| 4:20 am on Nov 2, 2002 (gmt 0)|
If you have a domain name - you can switch the domain name and all its urls.
You can't just switch one url.
The server you have now resolves to an ip address - like example.com=220.127.116.11
your new host will have a different ip address for you.
Assuming you own the domain name - you need to get a new host and get the dns servers for their company.
This will be somthing like:
Then you tell your domain name comany (like directnic, network solutions) to change your dns settings from:
then you will have c couple of days were stuff goes to the old host and new host - as long as you leave your old stuff up for another day or two - you should get all your email.
| 4:29 am on Nov 2, 2002 (gmt 0)|
So email should not be a problem with a new host? I am obviously getting some bad info. MY company just started offering Web Design and Hosting (ala Trellix Web Builder private labled.) They said we could not transfer an existing domain name if it was used for email as well. And of course most are used for email. WHy would they say this?
| 6:09 am on Nov 2, 2002 (gmt 0)|
I am not sure I understand what you are saying. Maybe your new host doesn't offer email - I don't know.
I can tell you there is no TECHNICAL reason why you wouldn't be able to switch email from one host to another.
If this is YOUR DOMAIN. You can't switch if it is a subdomain of someone elses or something like that.
If you OWN the DOMAIN - you can switch it.
| 1:40 pm on Nov 2, 2002 (gmt 0)|
Thanks for the reply. I dont agree with what is being said either. It would be my domain,I registered it and now I want to redesign my site and have someone else host it. They are telling me email could be a major problem.
| 2:26 pm on Nov 2, 2002 (gmt 0)|
The only issue I can think of is DNS caching. There may be a short time (roughly a week) after the switch where some e-mail (and web traffic) will still arrive at the old location, because some ISPs DNS servers haven't updated their records yet. Those updates will happen automatically, but since all DNS information has a certain "time to live" (TTL), that will not happen immediately.
If you have control about your old DNS entries, then you can take measures to shorten the cycle. Ideally, you would set the TTL of all your records to one day about two weeks before the switch. This means that conforming DNS servers will drop their cached records about that domain and request an update every 24 hours. There will be some that ignore the TTL information and still cache the records longer than specified, though. You can give the *new* DNS entries a TTL of about a week right away, which is a typical value chosen for efficiency reasons.
Ideally, you would then keep your website up at the old location for a week or two (or redirect it to the new IP), and it's also a good idea to forward any mail still arriving there for a while.
Note that there are seperate DNS records for web access (A = "address") and e-mail (MX = "mail exchange"). You need to make sure that both are configured correctly with your new DNS service. But since in most cases the DNS services are rendered by the hoster, that shouldn't be a problem.
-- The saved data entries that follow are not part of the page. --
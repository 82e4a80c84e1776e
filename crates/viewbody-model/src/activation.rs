//! Element-wise nonlinearities selectable by name.

use std::str::FromStr;

use candle_core::{Module, Result, Tensor};
use viewbody_core::Error;

/// Negative slope used for the `lrelu` activation
pub const LEAKY_RELU_SLOPE: f64 = 0.2;

/// Nonlinearity applied after each convolutional block
#[derive(Debug, Clone, Copy, PartialEq)]
pub enum Activation {
    LeakyRelu(f64),
    Relu,
    Tanh,
}

impl FromStr for Activation {
    type Err = Error;

    fn from_str(name: &str) -> std::result::Result<Self, Self::Err> {
        match name {
            "lrelu" => Ok(Activation::LeakyRelu(LEAKY_RELU_SLOPE)),
            "relu" => Ok(Activation::Relu),
            "tanh" => Ok(Activation::Tanh),
            other => Err(Error::UnknownActivation(other.to_string())),
        }
    }
}

impl Module for Activation {
    fn forward(&self, xs: &Tensor) -> Result<Tensor> {
        match self {
            Activation::LeakyRelu(slope) => candle_nn::ops::leaky_relu(xs, *slope),
            Activation::Relu => xs.relu(),
            Activation::Tanh => xs.tanh(),
        }
    }
}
| 6:06 pm on Nov 2, 2002 (gmt 0)|
The best way to ensure there's no problem (minimal downtime) is to get your hosting and email set up in the new location. Get a copy of your website there and verify it's running ok then set up your email boxes at the new location.
Once that's all done, have the current host point DNS for both WWW and Mail to the new location (you'll need the IP of your new web space).
Wait a day or so to let the routers catch up then check the new website. Verify you're looking at the new website by using tracert or ping from the command line. They will return the final IP address for the DN (www.yourdomain.com). It should match the IP of the new location. Verify your email after the change has propogated. Make sure the new host is ready to handle DNS for your Domain.
Resolve any issues with the new hosting setup now. If the problem will take few days, have the current host switch the DNS back to them.
Once the new location is working correctly, web & email, wait a few more days and then submit the modification request for your DN record so it points to the new NameServers (the NameServers of the new host). This change will take a few days to be accepted and then to propogate through the Inet. Once the mod goes through and the DN record shows the new location wait another week and then you can safely cancel your account with the old host.
The reason for changing where DNS points to is that DNS changes take only a minimal amount of time and while you're waiting the current site is still live. Once it changes the new site is already there and ready to go. If a problem arises, you switch DNS back to the old site and your downtime is kept to a minimum.
This same logic applies to when you make the DN modification. Both locations have DNS set up so that while you're waiting for the DN mod to go through, the old host is still handling DNS but as soon as the change does occur, the new host is ready to take over.